For many analysts say the motivation comes not from a new commitment to diplomacy, but from hard economic reality. Sanctions, huge international debts, and a cutoff in foreign credit are bleeding South Africa.

The problem is getting so serious that apparently even the country's military men - who call many of the shots on foreign and domestic issues - are worried.

So worried, in fact, that they're willing to go along with trying to polish up South Africa's image abroad in the hope of attracting new capital. And that means pursuing diplomatic - not military - offenses. (Besides, the Angola-Namibia conflict was also costing a bundle.)

``There's no change of heart here, only a change of circumstances,'' says Gerhard Erasmus, of Stellenbosch University. ``The government needs to show the international community a reasonable face to try to get the tremendous sums of money it needs.''

Analysts believe the government in Pretoria was initially moved to participate in the peace talks by a desire to get out of Angola. Its soldiers reportedly got bogged down in heavy fighting there earlier this year, with relatively big losses. The question was whether, having pulled out its men last September, South Africa then would agree to abide by UN Resolution 435.

That's because the resolution calls for internationally supervised elections in Namibia, leading to a constitutional assembly and independence. It is a good bet the South West Africa People's Organisation (SWAPO) would win in open elections. Pretoria maintains SWAPO is Marxist-dominated and thus has tried to promote more moderate, pro-South African alternatives.
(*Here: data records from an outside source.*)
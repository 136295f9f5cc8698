//! Shape-aware JSON decoding.
//!
//! Upstream APIs are not consistent about returning a bare object or an array of
//! objects, so callers state the shape they expect and the body is checked against
//! it before being decoded into the concrete type.

use std::fmt;

use serde::de::DeserializeOwned;
use serde_json::Value;

use crate::error::Error;

/// Root kind of a JSON document.
#[derive(Debug, Clone, Copy, PartialEq, Eq)]
pub enum Shape {
    /// Anything that is not an array: an object or a scalar.
    Object,
    List,
}

impl Shape {
    fn of(value: &Value) -> Self {
        if value.is_array() {
            Shape::List
        } else {
            Shape::Object
        }
    }
}

impl fmt::Display for Shape {
    fn fmt(&self, f: &mut fmt::Formatter<'_>) -> fmt::Result {
        match self {
            Shape::Object => f.write_str("object"),
            Shape::List => f.write_str("list"),
        }
    }
}

/// A decoded body, tagged with the shape it had.
#[derive(Debug, PartialEq)]
pub enum Decoded<T> {
    Object(T),
    List(Vec<T>),
}

/// Decodes `body` into `T` (for [`Shape::Object`]) or `Vec<T>` (for [`Shape::List`]).
///
/// An empty body is [`Error::EmptyResponse`], malformed JSON or a schema mismatch is
/// [`Error::Parse`], and a root of the wrong kind is [`Error::ShapeMismatch`].
/// An empty array is a valid list.
pub fn decode<T: DeserializeOwned>(body: &[u8], expected: Shape) -> Result<Decoded<T>, Error> {
    if body.iter().all(u8::is_ascii_whitespace) {
        return Err(Error::EmptyResponse);
    }

    let value: Value = serde_json::from_slice(body)?;
    let found = Shape::of(&value);
    if found != expected {
        return Err(Error::ShapeMismatch { expected, found });
    }

    Ok(match expected {
        Shape::Object => Decoded::Object(serde_json::from_value(value)?),
        Shape::List => Decoded::List(serde_json::from_value(value)?),
    })
}

pub fn decode_object<T: DeserializeOwned>(body: &[u8]) -> Result<T, Error> {
    match decode(body, Shape::Object)? {
        Decoded::Object(value) => Ok(value),
        Decoded::List(_) => Err(Error::ShapeMismatch {
            expected: Shape::Object,
            found: Shape::List,
        }),
    }
}

pub fn decode_list<T: DeserializeOwned>(body: &[u8]) -> Result<Vec<T>, Error> {
    match decode(body, Shape::List)? {
        Decoded::List(values) => Ok(values),
        Decoded::Object(_) => Err(Error::ShapeMismatch {
            expected: Shape::List,
            found: Shape::Object,
        }),
    }
}

#[cfg(test)]
mod tests {
    use serde::Deserialize;

    use super::*;

    #[derive(Debug, Deserialize, PartialEq)]
    struct Item {
        id: u32,
    }

    #[test]
    fn list_keeps_order_and_count() {
        let items: Vec<Item> = decode_list(br#"[{"id":3},{"id":1},{"id":2}]"#).unwrap();
        assert_eq!(items, vec![Item { id: 3 }, Item { id: 1 }, Item { id: 2 }]);
    }

    #[test]
    fn empty_array_is_a_list() {
        let items: Vec<Item> = decode_list(b"[]").unwrap();
        assert!(items.is_empty());
    }

    #[test]
    fn object_decodes() {
        let item: Item = decode_object(br#"{"id":7}"#).unwrap();
        assert_eq!(item, Item { id: 7 });
    }

    #[test]
    fn object_rejected_as_list() {
        let err = decode_list::<Item>(br#"{"id":7}"#).unwrap_err();
        assert!(matches!(
            err,
            Error::ShapeMismatch {
                expected: Shape::List,
                found: Shape::Object
            }
        ));
    }

    #[test]
    fn list_rejected_as_object() {
        let err = decode_object::<Item>(br#"[{"id":7}]"#).unwrap_err();
        assert!(matches!(
            err,
            Error::ShapeMismatch {
                expected: Shape::Object,
                found: Shape::List
            }
        ));
    }

    #[test]
    fn scalar_counts_as_object_shape() {
        let err = decode_list::<Item>(b"42").unwrap_err();
        assert!(matches!(err, Error::ShapeMismatch { found: Shape::Object, .. }));
    }

    #[test]
    fn empty_body() {
        assert!(matches!(decode_object::<Item>(b""), Err(Error::EmptyResponse)));
        assert!(matches!(decode_list::<Item>(b" \n"), Err(Error::EmptyResponse)));
    }

    #[test]
    fn truncated_json() {
        assert!(matches!(decode_object::<Item>(br#"{"id":"#), Err(Error::Parse(_))));
    }

    #[test]
    fn wrong_schema_is_parse_error() {
        assert!(matches!(decode_object::<Item>(br#"{"id":"x"}"#), Err(Error::Parse(_))));
    }

    #[test]
    fn tagged_decode() {
        let decoded: Decoded<Item> = decode(br#"[{"id":1}]"#, Shape::List).unwrap();
        assert_eq!(decoded, Decoded::List(vec![Item { id: 1 }]));
    }
}
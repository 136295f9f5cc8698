use std::fmt;

use serde::Serialize;

use crate::{art, error::Error};

#[derive(Debug, Clone, Copy, PartialEq, Eq, Serialize)]
#[serde(rename_all = "lowercase")]
pub enum WeatherCategory {
    Sunny,
    Cloudy,
    Rainy,
    Thunderstorm,
    Tornado,
    Hail,
    Snow,
    Unknown,
}

/// Keyword sets in precedence order; the first category with a matching keyword wins.
const KEYWORDS: &[(WeatherCategory, &[&str])] = &[
    (WeatherCategory::Tornado, &["tornado"]),
    (WeatherCategory::Hail, &["hail"]),
    (WeatherCategory::Snow, &["snow", "snowy"]),
    (
        WeatherCategory::Thunderstorm,
        &["thunder", "thunderstorms", "lightning"],
    ),
    (WeatherCategory::Rainy, &["rain", "rainy", "showers", "drizzle"]),
    (WeatherCategory::Cloudy, &["clouds", "cloudy", "overcast"]),
    (WeatherCategory::Sunny, &["sun", "sunny"]),
];

impl WeatherCategory {
    /// Matches a short forecast such as "Partly Cloudy" against the keyword sets,
    /// ignoring case. Text with no known keyword is [`WeatherCategory::Unknown`].
    pub fn from_short_forecast(text: &str) -> Self {
        let text = text.to_lowercase();
        KEYWORDS
            .iter()
            .find(|(_, words)| words.iter().any(|word| text.contains(word)))
            .map_or(WeatherCategory::Unknown, |(category, _)| *category)
    }

    /// The art for this category, if there is any.
    pub fn art(self) -> Option<&'static str> {
        match self {
            WeatherCategory::Sunny => Some(art::SUN),
            WeatherCategory::Cloudy => Some(art::CLOUDS),
            WeatherCategory::Rainy => Some(art::RAIN),
            WeatherCategory::Tornado => Some(art::TORNADO),
            WeatherCategory::Thunderstorm
            | WeatherCategory::Hail
            | WeatherCategory::Snow
            | WeatherCategory::Unknown => None,
        }
    }
}

impl fmt::Display for WeatherCategory {
    fn fmt(&self, f: &mut fmt::Formatter<'_>) -> fmt::Result {
        let name = match self {
            WeatherCategory::Sunny => "sunny",
            WeatherCategory::Cloudy => "cloudy",
            WeatherCategory::Rainy => "rainy",
            WeatherCategory::Thunderstorm => "thunderstorm",
            WeatherCategory::Tornado => "tornado",
            WeatherCategory::Hail => "hail",
            WeatherCategory::Snow => "snow",
            WeatherCategory::Unknown => "unknown",
        };
        f.write_str(name)
    }
}

/// Like [`WeatherCategory::from_short_forecast`], but unmatched text is an error.
pub fn classify(short_forecast: &str) -> Result<WeatherCategory, Error> {
    match WeatherCategory::from_short_forecast(short_forecast) {
        WeatherCategory::Unknown => Err(Error::UnclassifiedForecast(short_forecast.to_owned())),
        category => Ok(category),
    }
}

pub fn render(category: WeatherCategory) -> Option<&'static str> {
    category.art()
}

#[cfg(test)]
mod tests {
    use super::*;

    #[test]
    fn precedence_over_later_categories() {
        assert_eq!(
            classify("Thunderstorms likely with sunny breaks").unwrap(),
            WeatherCategory::Thunderstorm
        );
        assert_eq!(classify("Rain And Snow").unwrap(), WeatherCategory::Snow);
        assert_eq!(
            classify("Tornado Watch, Hail Possible").unwrap(),
            WeatherCategory::Tornado
        );
        assert_eq!(
            classify("Chance Rain Showers then Mostly Cloudy").unwrap(),
            WeatherCategory::Rainy
        );
    }

    #[test]
    fn single_categories() {
        assert_eq!(classify("Tornado Warning").unwrap(), WeatherCategory::Tornado);
        assert_eq!(classify("Partly Cloudy").unwrap(), WeatherCategory::Cloudy);
        assert_eq!(classify("Mostly Sunny").unwrap(), WeatherCategory::Sunny);
        assert_eq!(classify("Small Hail").unwrap(), WeatherCategory::Hail);
        assert_eq!(classify("Lightning").unwrap(), WeatherCategory::Thunderstorm);
    }

    #[test]
    fn matching_ignores_case() {
        assert_eq!(classify("SUNNY").unwrap(), WeatherCategory::Sunny);
        assert_eq!(classify("light snow").unwrap(), WeatherCategory::Snow);
    }

    #[test]
    fn unknown_text_is_an_error() {
        let err = classify("Hazy").unwrap_err();
        assert!(matches!(err, Error::UnclassifiedForecast(ref text) if text == "Hazy"));
        assert_eq!(
            WeatherCategory::from_short_forecast("Hazy"),
            WeatherCategory::Unknown
        );
    }

    #[test]
    fn art_lookup() {
        assert_eq!(render(WeatherCategory::Sunny), Some(art::SUN));
        assert_eq!(render(WeatherCategory::Tornado), Some(art::TORNADO));
        assert_eq!(render(WeatherCategory::Snow), None);
        assert_eq!(render(WeatherCategory::Unknown), None);
    }
}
So skeptics thought Pretoria would balk when it got down to granting Namibia independence in exchange for a Cuban troop withdrawal. But consider what has happened here since international credit was cut a few years ago. Bereft of foreign investment, the economy has averaged only 1.4 percent growth annually since 1983. That, while the black population is expanding by almost 3 percent each year.

To create enough jobs, economists figure, the country has to grow by about 5 percent annually - practically an impossibility, with all the money going to service South Africa's $22 billion foreign debt. Thus, the specter of rapidly increasing black unemployment - and a possible violent backlash - apparently has Pretoria's military men thinking twice about flying in the face of international opinion on Namibia.

They are particularly concerned about providing for the country's 28 million blacks. To counter what they see as a revolutionary onslaught by the outlawed African National Congress (ANC) they have launched a counterinsurgency campaign that includes trying to win over blacks by improving their living conditions. That takes a lot of money - which is why the word apparently went out that South Africa was to improve its image.

So Pretoria has been on a diplomatic offensive in Africa, with President Pieter Botha visiting Mozambique, Malawi, Zaire, and Ivory Coast. He also made a recent swing through Europe. And there are strong rumors circulating that jailed ANC leader Nelson Mandela will soon be released.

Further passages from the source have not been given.